In the name of NHS Reforms

The Government is planning huge changes in the NHS.  In the past few weeks it’s had to amend some of its proposals, because of opposition from NHS workers, the trade unions, the Labour Party, and the general public. But most of what the Government wanted to do, it’s still doing. The NHS is in grave danger.


The Government wants to scrap SHAs and PCTs by April 2013. In fact SHAs and PCTs have already started restructuring, downsizing, and making staff redundant.

Instead of having SHAs and PCTs to coordinate local NHS services, the Government wants to hand over the health budget to groups of GPs. These groups were originally going to be called “GP consortia”. Now the name has changed to “clinical commissioning groups”. The groups will have to have a token doctor and nurse on their board, but they’ll still be GP-run. Other parts of the NHS workforce are unlikely to get a look in.

These GP groups would have to buy the services they want direct from providers, which is a bad idea. GPs would be put in an awkward position, because they’d control the purse-strings. GPs would have more opportunities to make money off the NHS. They may even be allowed to charge patients for services currently provided free on the NHS.


The Government says it “strongly expects that the majority of remaining NHS trusts will be authorised as Foundation Trusts by April 2014″. Foundation Trusts are semi-independent organisations. They have more ability to change staff terms and conditions. More Foundation Trusts means a worse deal for patients. The Government wants to allow Foundation Trusts to take in as many fee-paying patients as they like. NHS patients would be pushed to the back of the queue.


The Government originally said it wanted the healthcare regulator to “promote competition” in the NHS. Because of the public outcry, the Government changed its wording slightly. It now says it wants to “prevent anti-competitive behaviour”. That’s not a big difference! Hospitals would be fined for any collaboration which the regulator thinks is “anti-competitive”. The idea is to make it easier for the private sector to muscle in on NHS contracts.

The Government doesn’t want the NHS to be the “preferred provider” of healthcare any more. Instead, “any qualified provider” will be free to operate under the NHS brand. The Government is planning to push the “any qualified provider” initiative from April 2012. It’s essentially another way of opening up the NHS to more private competition.
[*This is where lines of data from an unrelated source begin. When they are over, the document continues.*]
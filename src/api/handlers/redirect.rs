//! Handler for short URL redirect.

use axum::{
    extract::{ConnectInfo, Path, State},
    http::{HeaderMap, header},
    response::{IntoResponse, Redirect},
};
use chrono::Utc;
use std::net::SocketAddr;

use crate::domain::entities::ClickMetadata;
use crate::error::AppError;
use crate::state::AppState;

/// Redirects a shortcode to its original URL.
///
/// # Endpoint
///
/// `GET /{shortcode}`
///
/// # Click Tracking
///
/// A click is recorded only when the link is live:
/// - `source` is the `Referer` header, or `direct` without one
/// - `location` is the first `X-Forwarded-For` hop, or the peer address
///
/// # Errors
///
/// Returns 404 Not Found if the shortcode was never issued.
/// Returns 410 Gone if the link has expired.
pub async fn redirect_handler(
    Path(shortcode): Path<String>,
    State(state): State<AppState>,
    headers: HeaderMap,
    ConnectInfo(addr): ConnectInfo<SocketAddr>,
) -> Result<impl IntoResponse, AppError> {
    let source = headers
        .get(header::REFERER)
        .and_then(|v| v.to_str().ok())
        .filter(|v| !v.is_empty())
        .unwrap_or("direct");

    let location = headers
        .get("x-forwarded-for")
        .and_then(|v| v.to_str().ok())
        .and_then(|v| v.split(',').next())
        .map(str::trim)
        .filter(|v| !v.is_empty())
        .map(str::to_string)
        .unwrap_or_else(|| addr.ip().to_string());

    let target = state
        .redirect_service
        .resolve(&shortcode, Utc::now(), ClickMetadata::new(Some(source), Some(location)))
        .await?;

    Ok(Redirect::temporary(&target))
}
//! Repository trait for the shortlink record store.

use std::collections::HashSet;

use async_trait::async_trait;
use chrono::{DateTime, Utc};

use crate::domain::entities::{ClickEvent, LinkRecord};
use crate::error::AppError;

/// The authoritative shortcode → [`LinkRecord`] mapping.
///
/// The store is the single owner of records: services propose values, the
/// store commits them. All mutations go through one serialization point, so
/// concurrent `create` calls for the same code cannot both succeed and
/// `click_count` always equals the click log length.
///
/// # Implementations
///
/// - [`crate::infrastructure::persistence::MemoryLinkRepository`] - In-process map
/// - [`crate::infrastructure::persistence::FileLinkRepository`] - JSON files on disk
/// - [`crate::infrastructure::persistence::RemoteLinkRepository`] - Remote HTTP backend
/// - Test mocks available with `cfg(test)`
#[cfg_attr(test, mockall::automock)]
#[async_trait]
pub trait LinkRepository: Send + Sync {
    /// Commits a new record.
    ///
    /// Liveness of an existing record with the same shortcode is judged at
    /// `record.created_at`; a dead record may be superseded.
    ///
    /// # Errors
    ///
    /// Returns [`AppError::DuplicateCode`] if a live record already owns the code.
    /// Returns [`AppError::BackendError`] / [`AppError::StoreUnavailable`] on
    /// storage failures.
    async fn create(&self, record: LinkRecord) -> Result<(), AppError>;

    /// Finds the newest record for a shortcode, live or not.
    ///
    /// # Errors
    ///
    /// Returns [`AppError::StoreUnavailable`] on storage failures.
    async fn find(&self, shortcode: &str) -> Result<Option<LinkRecord>, AppError>;

    /// Lists records that are live at `now`.
    ///
    /// Ordered by `created_at` descending, ties broken by shortcode ascending.
    ///
    /// # Errors
    ///
    /// Returns [`AppError::StoreUnavailable`] on storage failures.
    async fn list_live(&self, now: DateTime<Utc>) -> Result<Vec<LinkRecord>, AppError>;

    /// Returns the shortcodes bound to live records at `now`.
    ///
    /// # Errors
    ///
    /// Returns [`AppError::StoreUnavailable`] on storage failures.
    async fn live_codes(&self, now: DateTime<Utc>) -> Result<HashSet<String>, AppError> {
        Ok(self
            .list_live(now)
            .await?
            .into_iter()
            .map(|record| record.shortcode)
            .collect())
    }

    /// Appends a click to a record and bumps its counter.
    ///
    /// Expiry is not checked here; the resolver only calls this for live records.
    ///
    /// # Errors
    ///
    /// Returns [`AppError::NotFound`] if no record exists for the shortcode.
    async fn record_click(&self, shortcode: &str, event: ClickEvent) -> Result<(), AppError>;

    /// Short name of the backend, reported by the health endpoint.
    fn backend_name(&self) -> &'static str;
}

/// Sorts records most-recent-first with a stable shortcode tie-break.
pub fn sort_most_recent_first(records: &mut [LinkRecord]) {
    records.sort_by(|a, b| {
        b.created_at
            .cmp(&a.created_at)
            .then_with(|| a.shortcode.cmp(&b.shortcode))
    });
}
In case the competition gets too fierce, the Government is having to put in place measures to deal with hospitals that become insolvent.

The Tories and Lib Dems are running down the health service. The NHS faces a four-year budget freeze and £20bn of “efficiency savings”. This is despite the Government having pledged to increase NHS spending in real terms every year. Yet Tory Health Minister Andrew Lansley is willing to waste upwards of £3bn on implementing his “reforms”.

NHS staff are bearing the brunt. Pay for many NHS workers has been frozen. There is growing job insecurity as well as downward pressure on terms and conditions. Downbanding is a big problem. Because of the cuts and reorganisations, the ability of staff to deliver patient care is deteriorating. More treatments are being rationed and waiting times are up. And if the Government’s plans for the NHS go through, there will be plenty more trouble ahead.